In this canto, Virgil guides Dante through the part of hell reserved for the creators of discord or scandals as well as those who caused divisions in the church. These people are condemned to walk around until they encounter a devil who slices them up with a sword, according to the particular nature of their crime. These are gruesome encounters: Mahomet, for example, is disemboweled for having created a division in the people of God through inventing (from the Roman Catholic point of view) Islam. Worse yet, the punishment never ends; as the sinner walks around, his wound heals, but as soon as it heals, he meets the devil with the sword again and the cycle repeats itself. In The Inferno, the punishment always fits the crime, so in this case, these people are physically torn apart because they metaphorically tore people or groups of people apart in life.
Canto 28 of Dante Alighieri's Inferno describes people who have sinned through scandal and creating discord. The punishment here is to walk endlessly around a chasm towards the center of hell, with wounds which heal but are re-opened by the Devil and his sword at the center. The wounds described reflect the sin committed during that person's lifetime.
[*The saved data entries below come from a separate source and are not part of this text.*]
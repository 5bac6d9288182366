//! # tempo-relative
//!
//! Human phrasing for the difference between two instants: a five-bucket
//! threshold ladder ("Just now", "6 seconds ago", "In an hour", "Tomorrow")
//! backed by a calendar-date fallback once the difference reaches two weeks
//! ("4 Jan", "1 May 2024").
//!
//! Instants are [`chrono::NaiveDateTime`]: timezone handling is out of
//! scope, inputs are taken to already be in the caller's reference frame.
//!
//! ```
//! use chrono::NaiveDate;
//! use tempo_relative::{RelativeTimeConfig, format_relative_time};
//!
//! let now = NaiveDate::from_ymd_opt(2024, 1, 18)
//!     .unwrap()
//!     .and_hms_opt(12, 0, 0)
//!     .unwrap();
//! let date = NaiveDate::from_ymd_opt(2024, 1, 18)
//!     .unwrap()
//!     .and_hms_opt(11, 58, 0)
//!     .unwrap();
//! let config = RelativeTimeConfig {
//!     now: Some(now),
//!     ..Default::default()
//! };
//! assert_eq!(format_relative_time(date, config), "2 minutes ago");
//! ```

use chrono::{Datelike, Local, NaiveDateTime};
use tempo_duration::units::{DAY, HOUR, MINUTE, SECOND};

// Re-export the duration surface for convenience
pub use tempo_duration::{
    DurationInput, ParseError, ParseResult, format_duration, parse_duration, parse_std_duration,
    try_parse_duration, units,
};

/// Differences under this read as "Just now" / "In a moment".
const MOMENT: i64 = 5 * SECOND;

/// Differences at or past this leave the ladder for the calendar fallback.
const CALENDAR_CUTOFF: i64 = 14 * DAY;

/// Short month names as rendered by the calendar fallback.
const SHORT_MONTHS: [&str; 12] = [
    "Jan", "Feb", "Mar", "Apr", "May", "Jun", "Jul", "Aug", "Sept", "Oct", "Nov", "Dec",
];

/// Per-call options for [`format_relative_time`].
#[derive(Debug, Clone, Copy, Default)]
pub struct RelativeTimeConfig {
    /// Lowercase the leading word of the ladder phrases ("just now",
    /// "in a moment"). The calendar fallback is unaffected.
    pub lowercase: bool,
    /// Reference instant. Defaults to the current local wall-clock time.
    pub now: Option<NaiveDateTime>,
}

/// Format `date` relative to the reference instant.
///
/// Buckets are checked in ascending order with strict bounds; within the
/// ladder the count is the floor of the difference in the bucket's own
/// unit. A difference of two weeks or more renders as a calendar date
/// instead, with the year shown only when the two instants are more than
/// three calendar months apart.
pub fn format_relative_time(date: NaiveDateTime, config: RelativeTimeConfig) -> String {
    let now = config.now.unwrap_or_else(|| Local::now().naive_local());
    // Ties count as the past: a timestamp of exactly `now` reads
    // "Just now", not "In a moment".
    let phrase = if now >= date {
        past_phrase((now - date).num_milliseconds())
    } else {
        future_phrase((date - now).num_milliseconds())
    };
    match phrase {
        Some(phrase) if config.lowercase => lowercase_first(phrase),
        Some(phrase) => phrase,
        None => calendar_date(date, now),
    }
}

fn past_phrase(magnitude: i64) -> Option<String> {
    if magnitude < MOMENT {
        Some("Just now".to_string())
    } else if magnitude < MINUTE {
        Some(format!("{} seconds ago", magnitude / SECOND))
    } else if magnitude < HOUR {
        Some(match magnitude / MINUTE {
            1 => "A minute ago".to_string(),
            minutes => format!("{minutes} minutes ago"),
        })
    } else if magnitude < DAY {
        Some(match magnitude / HOUR {
            1 => "An hour ago".to_string(),
            hours => format!("{hours} hours ago"),
        })
    } else if magnitude < CALENDAR_CUTOFF {
        Some(match magnitude / DAY {
            1 => "Yesterday".to_string(),
            days => format!("{days} days ago"),
        })
    } else {
        None
    }
}

fn future_phrase(magnitude: i64) -> Option<String> {
    if magnitude < MOMENT {
        Some("In a moment".to_string())
    } else if magnitude < MINUTE {
        Some(format!("In {} seconds", magnitude / SECOND))
    } else if magnitude < HOUR {
        Some(match magnitude / MINUTE {
            1 => "In a minute".to_string(),
            minutes => format!("In {minutes} minutes"),
        })
    } else if magnitude < DAY {
        Some(match magnitude / HOUR {
            1 => "In an hour".to_string(),
            hours => format!("In {hours} hours"),
        })
    } else if magnitude < CALENDAR_CUTOFF {
        Some(match magnitude / DAY {
            1 => "Tomorrow".to_string(),
            days => format!("In {days} days"),
        })
    } else {
        None
    }
}

fn lowercase_first(mut phrase: String) -> String {
    if let Some(first) = phrase.get_mut(0..1) {
        first.make_ascii_lowercase();
    }
    phrase
}

/// The `"{day} {month}"` / `"{day} {month} {year}"` fallback. Whether the
/// year is shown is keyed on calendar-month distance, not day distance, so
/// nearby dates never disagree about it.
fn calendar_date(date: NaiveDateTime, now: NaiveDateTime) -> String {
    let month_index = |d: NaiveDateTime| i64::from(d.year()) * 12 + i64::from(d.month0());
    let month = SHORT_MONTHS[date.month0() as usize];
    if (month_index(date) - month_index(now)).abs() <= 3 {
        format!("{} {}", date.day(), month)
    } else {
        format!("{} {} {}", date.day(), month, date.year())
    }
}

#[cfg(test)]
mod tests {
    use super::*;
    use chrono::NaiveDate;
    use pretty_assertions::assert_eq;

    fn dt(y: i32, mo: u32, d: u32, h: u32, mi: u32, s: u32) -> NaiveDateTime {
        NaiveDate::from_ymd_opt(y, mo, d)
            .unwrap()
            .and_hms_opt(h, mi, s)
            .unwrap()
    }

    fn reference() -> NaiveDateTime {
        dt(2024, 1, 18, 12, 0, 0)
    }

    fn frt(date: NaiveDateTime) -> String {
        format_relative_time(
            date,
            RelativeTimeConfig {
                now: Some(reference()),
                ..Default::default()
            },
        )
    }

    fn frt_lower(date: NaiveDateTime) -> String {
        format_relative_time(
            date,
            RelativeTimeConfig {
                lowercase: true,
                now: Some(reference()),
            },
        )
    }

    #[test]
    fn ties_read_as_just_now() {
        assert_eq!(frt(reference()), "Just now");
        assert_eq!(frt_lower(reference()), "just now");
    }

    #[test]
    fn defaults_to_current_time() {
        let date = Local::now().naive_local();
        assert_eq!(
            format_relative_time(date, RelativeTimeConfig::default()),
            "Just now"
        );
    }

    #[test]
    fn past_ladder() {
        assert_eq!(frt(dt(2024, 1, 18, 11, 59, 59)), "Just now");
        assert_eq!(frt(dt(2024, 1, 18, 11, 59, 54)), "6 seconds ago");
        assert_eq!(frt(dt(2024, 1, 18, 11, 59, 1)), "59 seconds ago");
        assert_eq!(frt(dt(2024, 1, 18, 11, 59, 0)), "A minute ago");
        assert_eq!(frt(dt(2024, 1, 18, 11, 58, 10)), "A minute ago");
        assert_eq!(frt(dt(2024, 1, 18, 11, 58, 0)), "2 minutes ago");
        assert_eq!(frt(dt(2024, 1, 18, 11, 0, 1)), "59 minutes ago");
        assert_eq!(frt(dt(2024, 1, 18, 11, 0, 0)), "An hour ago");
        assert_eq!(frt(dt(2024, 1, 18, 5, 10, 5)), "6 hours ago");
        assert_eq!(frt(dt(2024, 1, 17, 5, 10, 5)), "Yesterday");
        assert_eq!(frt(dt(2024, 1, 16, 5, 10, 5)), "2 days ago");
        assert_eq!(frt(dt(2024, 1, 4, 13, 0, 0)), "13 days ago");
    }

    #[test]
    fn future_ladder() {
        assert_eq!(frt(dt(2024, 1, 18, 12, 0, 3)), "In a moment");
        assert_eq!(frt(dt(2024, 1, 18, 12, 0, 8)), "In 8 seconds");
        assert_eq!(frt(dt(2024, 1, 18, 12, 0, 59)), "In 59 seconds");
        assert_eq!(frt(dt(2024, 1, 18, 12, 1, 0)), "In a minute");
        assert_eq!(frt(dt(2024, 1, 18, 12, 1, 50)), "In a minute");
        assert_eq!(frt(dt(2024, 1, 18, 12, 2, 50)), "In 2 minutes");
        assert_eq!(frt(dt(2024, 1, 18, 12, 59, 59)), "In 59 minutes");
        assert_eq!(frt(dt(2024, 1, 18, 13, 0, 0)), "In an hour");
        assert_eq!(frt(dt(2024, 1, 18, 18, 0, 0)), "In 6 hours");
        assert_eq!(frt(dt(2024, 1, 19, 18, 0, 0)), "Tomorrow");
        assert_eq!(frt(dt(2024, 1, 31, 18, 0, 0)), "In 13 days");
    }

    #[test]
    fn lowercase_applies_to_every_ladder_phrase() {
        assert_eq!(frt_lower(dt(2024, 1, 18, 11, 59, 59)), "just now");
        assert_eq!(frt_lower(dt(2024, 1, 18, 11, 59, 54)), "6 seconds ago");
        assert_eq!(frt_lower(dt(2024, 1, 18, 11, 59, 0)), "a minute ago");
        assert_eq!(frt_lower(dt(2024, 1, 18, 11, 0, 0)), "an hour ago");
        assert_eq!(frt_lower(dt(2024, 1, 17, 5, 10, 5)), "yesterday");
        assert_eq!(frt_lower(dt(2024, 1, 16, 5, 10, 5)), "2 days ago");
        assert_eq!(frt_lower(dt(2024, 1, 18, 12, 0, 3)), "in a moment");
        assert_eq!(frt_lower(dt(2024, 1, 18, 12, 0, 8)), "in 8 seconds");
        assert_eq!(frt_lower(dt(2024, 1, 18, 12, 1, 0)), "in a minute");
        assert_eq!(frt_lower(dt(2024, 1, 18, 13, 0, 0)), "in an hour");
        assert_eq!(frt_lower(dt(2024, 1, 19, 18, 0, 0)), "tomorrow");
        assert_eq!(frt_lower(dt(2024, 1, 31, 18, 0, 0)), "in 13 days");
    }

    #[test]
    fn calendar_fallback() {
        assert_eq!(frt(dt(2024, 1, 4, 11, 0, 0)), "4 Jan");
        assert_eq!(frt(dt(2023, 12, 31, 11, 0, 0)), "31 Dec");
        assert_eq!(frt(dt(2023, 12, 1, 11, 0, 0)), "1 Dec");
        assert_eq!(frt(dt(2023, 10, 1, 11, 0, 0)), "1 Oct");
        assert_eq!(frt(dt(2023, 9, 30, 11, 0, 0)), "30 Sept 2023");
        assert_eq!(frt(dt(2001, 3, 5, 11, 0, 0)), "5 Mar 2001");
        assert_eq!(frt(dt(2024, 2, 1, 18, 0, 0)), "1 Feb");
        assert_eq!(frt(dt(2024, 4, 30, 18, 0, 0)), "30 Apr");
        assert_eq!(frt(dt(2024, 5, 1, 18, 0, 0)), "1 May 2024");
        assert_eq!(frt(dt(2035, 6, 10, 18, 0, 0)), "10 Jun 2035");
    }

    #[test]
    fn calendar_fallback_ignores_lowercase() {
        assert_eq!(frt_lower(dt(2024, 2, 1, 18, 0, 0)), "1 Feb");
        assert_eq!(frt_lower(dt(2023, 9, 30, 11, 0, 0)), "30 Sept 2023");
    }
}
For example, Dante meets the soul of Curio, who encouraged Caesar to cross the Rubicon. For his sin (giving advice which started a war,) Curio's tongue has been cut out. Dante also meets the soul of the Prophet Muhammad or Mahomet, who has been disembowled and effectively split in two. This is punishment for his perceived sin on Earth, as Dante believed that Muhammad's founding of Islam split the community of people who believed in the Abrahamic God, turning them against each other.